> _EXERCISE DATA_:
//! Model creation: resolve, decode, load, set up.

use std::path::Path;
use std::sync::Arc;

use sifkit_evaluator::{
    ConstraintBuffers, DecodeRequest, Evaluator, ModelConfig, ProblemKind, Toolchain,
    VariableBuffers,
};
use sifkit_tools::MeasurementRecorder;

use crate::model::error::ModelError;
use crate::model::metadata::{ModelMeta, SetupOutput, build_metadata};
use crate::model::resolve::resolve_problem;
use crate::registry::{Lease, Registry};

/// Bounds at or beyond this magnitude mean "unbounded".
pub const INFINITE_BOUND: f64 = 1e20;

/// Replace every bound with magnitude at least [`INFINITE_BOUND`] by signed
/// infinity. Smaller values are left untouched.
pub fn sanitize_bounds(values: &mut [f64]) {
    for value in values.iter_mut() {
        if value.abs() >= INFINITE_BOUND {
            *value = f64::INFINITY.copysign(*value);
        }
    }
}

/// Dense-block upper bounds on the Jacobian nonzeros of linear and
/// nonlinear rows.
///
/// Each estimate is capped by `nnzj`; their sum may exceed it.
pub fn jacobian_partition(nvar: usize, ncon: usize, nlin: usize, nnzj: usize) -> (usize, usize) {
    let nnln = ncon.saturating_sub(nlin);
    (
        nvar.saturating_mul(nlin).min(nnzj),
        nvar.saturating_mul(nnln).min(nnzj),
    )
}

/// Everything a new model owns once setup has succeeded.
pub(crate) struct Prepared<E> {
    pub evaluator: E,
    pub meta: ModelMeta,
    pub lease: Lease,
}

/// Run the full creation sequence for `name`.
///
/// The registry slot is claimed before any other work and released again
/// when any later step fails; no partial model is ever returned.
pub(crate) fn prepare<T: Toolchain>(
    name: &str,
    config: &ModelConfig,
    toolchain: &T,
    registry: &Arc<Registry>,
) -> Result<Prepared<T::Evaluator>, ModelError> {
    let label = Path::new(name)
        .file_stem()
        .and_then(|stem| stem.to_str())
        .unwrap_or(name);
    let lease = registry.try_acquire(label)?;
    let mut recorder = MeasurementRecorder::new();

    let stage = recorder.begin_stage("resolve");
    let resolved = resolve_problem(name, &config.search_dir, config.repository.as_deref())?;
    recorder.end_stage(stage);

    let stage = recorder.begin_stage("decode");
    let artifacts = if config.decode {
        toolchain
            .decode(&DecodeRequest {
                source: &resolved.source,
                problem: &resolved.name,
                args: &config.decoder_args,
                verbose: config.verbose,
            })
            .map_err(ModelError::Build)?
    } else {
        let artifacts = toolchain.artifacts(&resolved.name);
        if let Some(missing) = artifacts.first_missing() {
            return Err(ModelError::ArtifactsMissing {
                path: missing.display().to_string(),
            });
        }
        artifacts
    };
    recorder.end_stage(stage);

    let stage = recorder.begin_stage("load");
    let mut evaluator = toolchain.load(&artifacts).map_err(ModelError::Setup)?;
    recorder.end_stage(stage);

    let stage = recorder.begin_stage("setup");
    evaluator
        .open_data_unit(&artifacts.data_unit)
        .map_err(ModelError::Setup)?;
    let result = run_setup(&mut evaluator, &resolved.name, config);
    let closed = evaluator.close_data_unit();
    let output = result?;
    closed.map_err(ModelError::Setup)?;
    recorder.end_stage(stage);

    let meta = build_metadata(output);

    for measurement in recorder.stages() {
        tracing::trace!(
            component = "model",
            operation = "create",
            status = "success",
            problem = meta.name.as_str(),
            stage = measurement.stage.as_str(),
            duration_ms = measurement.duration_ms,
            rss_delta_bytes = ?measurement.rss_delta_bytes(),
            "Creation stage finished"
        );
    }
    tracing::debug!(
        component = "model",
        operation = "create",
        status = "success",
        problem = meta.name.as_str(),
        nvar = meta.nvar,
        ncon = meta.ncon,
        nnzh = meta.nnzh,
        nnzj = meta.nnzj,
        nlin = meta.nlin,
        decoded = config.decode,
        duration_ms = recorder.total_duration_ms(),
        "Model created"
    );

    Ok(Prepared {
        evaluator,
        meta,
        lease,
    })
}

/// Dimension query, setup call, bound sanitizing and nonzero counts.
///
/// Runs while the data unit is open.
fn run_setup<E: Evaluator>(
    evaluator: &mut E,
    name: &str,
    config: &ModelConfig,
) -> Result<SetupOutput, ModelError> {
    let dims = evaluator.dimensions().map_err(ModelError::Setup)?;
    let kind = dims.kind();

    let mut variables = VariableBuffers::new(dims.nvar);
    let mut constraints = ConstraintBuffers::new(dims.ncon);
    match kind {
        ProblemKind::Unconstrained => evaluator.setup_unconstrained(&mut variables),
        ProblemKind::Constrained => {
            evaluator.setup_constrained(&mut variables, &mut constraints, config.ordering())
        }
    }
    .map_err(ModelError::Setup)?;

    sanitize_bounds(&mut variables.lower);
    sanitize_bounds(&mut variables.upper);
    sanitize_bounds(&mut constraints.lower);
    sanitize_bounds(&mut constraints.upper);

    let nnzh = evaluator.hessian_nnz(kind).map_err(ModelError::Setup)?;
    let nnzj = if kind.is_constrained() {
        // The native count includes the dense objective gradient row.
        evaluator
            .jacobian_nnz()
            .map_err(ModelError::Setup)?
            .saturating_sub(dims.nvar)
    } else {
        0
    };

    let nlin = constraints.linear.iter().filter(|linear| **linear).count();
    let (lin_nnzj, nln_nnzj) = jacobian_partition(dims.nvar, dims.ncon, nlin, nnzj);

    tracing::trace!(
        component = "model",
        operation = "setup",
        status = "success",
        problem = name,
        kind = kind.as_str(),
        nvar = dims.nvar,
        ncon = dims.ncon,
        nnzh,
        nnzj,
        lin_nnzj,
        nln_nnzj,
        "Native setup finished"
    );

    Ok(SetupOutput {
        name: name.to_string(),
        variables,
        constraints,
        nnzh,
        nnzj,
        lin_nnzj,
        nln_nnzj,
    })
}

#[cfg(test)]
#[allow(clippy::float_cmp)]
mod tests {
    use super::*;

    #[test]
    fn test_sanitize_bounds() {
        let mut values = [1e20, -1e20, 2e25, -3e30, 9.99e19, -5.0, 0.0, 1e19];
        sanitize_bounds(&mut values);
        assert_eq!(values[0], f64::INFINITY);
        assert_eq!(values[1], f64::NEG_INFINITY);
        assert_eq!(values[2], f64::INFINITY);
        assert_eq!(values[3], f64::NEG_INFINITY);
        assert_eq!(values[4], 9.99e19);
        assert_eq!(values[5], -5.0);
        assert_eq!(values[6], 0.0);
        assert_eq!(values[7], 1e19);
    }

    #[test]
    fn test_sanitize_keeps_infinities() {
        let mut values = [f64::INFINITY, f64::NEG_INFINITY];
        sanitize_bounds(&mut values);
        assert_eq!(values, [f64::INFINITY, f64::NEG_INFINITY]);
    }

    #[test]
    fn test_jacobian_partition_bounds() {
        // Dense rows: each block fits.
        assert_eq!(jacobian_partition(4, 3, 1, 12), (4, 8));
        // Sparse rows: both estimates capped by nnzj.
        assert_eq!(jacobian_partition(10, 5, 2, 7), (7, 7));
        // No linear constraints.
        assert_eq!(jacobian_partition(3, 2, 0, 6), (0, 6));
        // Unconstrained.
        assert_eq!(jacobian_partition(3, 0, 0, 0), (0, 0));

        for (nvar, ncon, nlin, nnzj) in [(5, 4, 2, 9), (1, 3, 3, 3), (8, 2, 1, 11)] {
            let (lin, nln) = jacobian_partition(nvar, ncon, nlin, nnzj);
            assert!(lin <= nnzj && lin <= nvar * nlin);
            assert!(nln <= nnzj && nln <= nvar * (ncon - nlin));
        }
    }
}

> _PROBLEM DETAILS_: Please return the full set of records exactly as given above.

> _COMPLETED TASK_:
//! Model creation: resolve, decode, load, set up.

use std::path::Path;
use std::sync::Arc;

use sifkit_evaluator::{
    ConstraintBuffers, DecodeRequest, Evaluator, ModelConfig, ProblemKind, Toolchain,
    VariableBuffers,
};
use sifkit_tools::MeasurementRecorder;

use crate::model::error::ModelError;
use crate::model::metadata::{ModelMeta, SetupOutput, build_metadata};
use crate::model::resolve::resolve_problem;
use crate::registry::{Lease, Registry};

/// Bounds at or beyond this magnitude mean "unbounded".
pub const INFINITE_BOUND: f64 = 1e20;

/// Replace every bound with magnitude at least [`INFINITE_BOUND`] by signed
/// infinity. Smaller values are left untouched.
pub fn sanitize_bounds(values: &mut [f64]) {
    for value in values.iter_mut() {
        if value.abs() >= INFINITE_BOUND {
            *value = f64::INFINITY.copysign(*value);
        }
    }
}

/// Dense-block upper bounds on the Jacobian nonzeros of linear and
/// nonlinear rows.
///
/// Each estimate is capped by `nnzj`; their sum may exceed it.
pub fn jacobian_partition(nvar: usize, ncon: usize, nlin: usize, nnzj: usize) -> (usize, usize) {
    let nnln = ncon.saturating_sub(nlin);
    (
        nvar.saturating_mul(nlin).min(nnzj),
        nvar.saturating_mul(nnln).min(nnzj),
    )
}

/// Everything a new model owns once setup has succeeded.
pub(crate) struct Prepared<E> {
    pub evaluator: E,
    pub meta: ModelMeta,
    pub lease: Lease,
}

/// Run the full creation sequence for `name`.
///
/// The registry slot is claimed before any other work and released again
/// when any later step fails; no partial model is ever returned.
pub(crate) fn prepare<T: Toolchain>(
    name: &str,
    config: &ModelConfig,
    toolchain: &T,
    registry: &Arc<Registry>,
) -> Result<Prepared<T::Evaluator>, ModelError> {
    let label = Path::new(name)
        .file_stem()
        .and_then(|stem| stem.to_str())
        .unwrap_or(name);
    let lease = registry.try_acquire(label)?;
    let mut recorder = MeasurementRecorder::new();

    let stage = recorder.begin_stage("resolve");
    let resolved = resolve_problem(name, &config.search_dir, config.repository.as_deref())?;
    recorder.end_stage(stage);

    let stage = recorder.begin_stage("decode");
    let artifacts = if config.decode {
        toolchain
            .decode(&DecodeRequest {
                source: &resolved.source,
                problem: &resolved.name,
                args: &config.decoder_args,
                verbose: config.verbose,
            })
            .map_err(ModelError::Build)?
    } else {
        let artifacts = toolchain.artifacts(&resolved.name);
        if let Some(missing) = artifacts.first_missing() {
            return Err(ModelError::ArtifactsMissing {
                path: missing.display().to_string(),
            });
        }
        artifacts
    };
    recorder.end_stage(stage);

    let stage = recorder.begin_stage("load");
    let mut evaluator = toolchain.load(&artifacts).map_err(ModelError::Setup)?;
    recorder.end_stage(stage);

    let stage = recorder.begin_stage("setup");
    evaluator
        .open_data_unit(&artifacts.data_unit)
        .map_err(ModelError::Setup)?;
    let result = run_setup(&mut evaluator, &resolved.name, config);
    let closed = evaluator.close_data_unit();
    let output = result?;
    closed.map_err(ModelError::Setup)?;
    recorder.end_stage(stage);

    let meta = build_metadata(output);

    for measurement in recorder.stages() {
        tracing::trace!(
            component = "model",
            operation = "create",
            status = "success",
            problem = meta.name.as_str(),
            stage = measurement.stage.as_str(),
            duration_ms = measurement.duration_ms,
            rss_delta_bytes = ?measurement.rss_delta_bytes(),
            "Creation stage finished"
        );
    }
    tracing::debug!(
        component = "model",
        operation = "create",
        status = "success",
        problem = meta.name.as_str(),
        nvar = meta.nvar,
        ncon = meta.ncon,
        nnzh = meta.nnzh,
        nnzj = meta.nnzj,
        nlin = meta.nlin,
        decoded = config.decode,
        duration_ms = recorder.total_duration_ms(),
        "Model created"
    );

    Ok(Prepared {
        evaluator,
        meta,
        lease,
    })
}

/// Dimension query, setup call, bound sanitizing and nonzero counts.
///
/// Runs while the data unit is open.
fn run_setup<E: Evaluator>(
    evaluator: &mut E,
    name: &str,
    config: &ModelConfig,
) -> Result<SetupOutput, ModelError> {
    let dims = evaluator.dimensions().map_err(ModelError::Setup)?;
    let kind = dims.kind();

    let mut variables = VariableBuffers::new(dims.nvar);
    let mut constraints = ConstraintBuffers::new(dims.ncon);
    match kind {
        ProblemKind::Unconstrained => evaluator.setup_unconstrained(&mut variables),
        ProblemKind::Constrained => {
            evaluator.setup_constrained(&mut variables, &mut constraints, config.ordering())
        }
    }
    .map_err(ModelError::Setup)?;

    sanitize_bounds(&mut variables.lower);
    sanitize_bounds(&mut variables.upper);
    sanitize_bounds(&mut constraints.lower);
    sanitize_bounds(&mut constraints.upper);

    let nnzh = evaluator.hessian_nnz(kind).map_err(ModelError::Setup)?;
    let nnzj = if kind.is_constrained() {
        // The native count includes the dense objective gradient row.
        evaluator
            .jacobian_nnz()
            .map_err(ModelError::Setup)?
            .saturating_sub(dims.nvar)
    } else {
        0
    };

    let nlin = constraints.linear.iter().filter(|linear| **linear).count();
    let (lin_nnzj, nln_nnzj) = jacobian_partition(dims.nvar, dims.ncon, nlin, nnzj);

    tracing::trace!(
        component = "model",
        operation = "setup",
        status = "success",
        problem = name,
        kind = kind.as_str(),
        nvar = dims.nvar,
        ncon = dims.ncon,
        nnzh,
        nnzj,
        lin_nnzj,
        nln_nnzj,
        "Native setup finished"
    );

    Ok(SetupOutput {
        name: name.to_string(),
        variables,
        constraints,
        nnzh,
        nnzj,
        lin_nnzj,
        nln_nnzj,
    })
}

#[cfg(test)]
#[allow(clippy::float_cmp)]
mod tests {
    use super::*;

    #[test]
    fn test_sanitize_bounds() {
        let mut values = [1e20, -1e20, 2e25, -3e30, 9.99e19, -5.0, 0.0, 1e19];
        sanitize_bounds(&mut values);
        assert_eq!(values[0], f64::INFINITY);
        assert_eq!(values[1], f64::NEG_INFINITY);
        assert_eq!(values[2], f64::INFINITY);
        assert_eq!(values[3], f64::NEG_INFINITY);
        assert_eq!(values[4], 9.99e19);
        assert_eq!(values[5], -5.0);
        assert_eq!(values[6], 0.0);
        assert_eq!(values[7], 1e19);
    }

    #[test]
    fn test_sanitize_keeps_infinities() {
        let mut values = [f64::INFINITY, f64::NEG_INFINITY];
        sanitize_bounds(&mut values);
        assert_eq!(values, [f64::INFINITY, f64::NEG_INFINITY]);
    }

    #[test]
    fn test_jacobian_partition_bounds() {
        // Dense rows: each block fits.
        assert_eq!(jacobian_partition(4, 3, 1, 12), (4, 8));
        // Sparse rows: both estimates capped by nnzj.
        assert_eq!(jacobian_partition(10, 5, 2, 7), (7, 7));
        // No linear constraints.
        assert_eq!(jacobian_partition(3, 2, 0, 6), (0, 6));
        // Unconstrained.
        assert_eq!(jacobian_partition(3, 0, 0, 0), (0, 0));

        for (nvar, ncon, nlin, nnzj) in [(5, 4, 2, 9), (1, 3, 3, 3), (8, 2, 1, 11)] {
            let (lin, nln) = jacobian_partition(nvar, ncon, nlin, nnzj);
            assert!(lin <= nnzj && lin <= nvar * nlin);
            assert!(nln <= nnzj && nln <= nvar * (ncon - nlin));
        }
    }
}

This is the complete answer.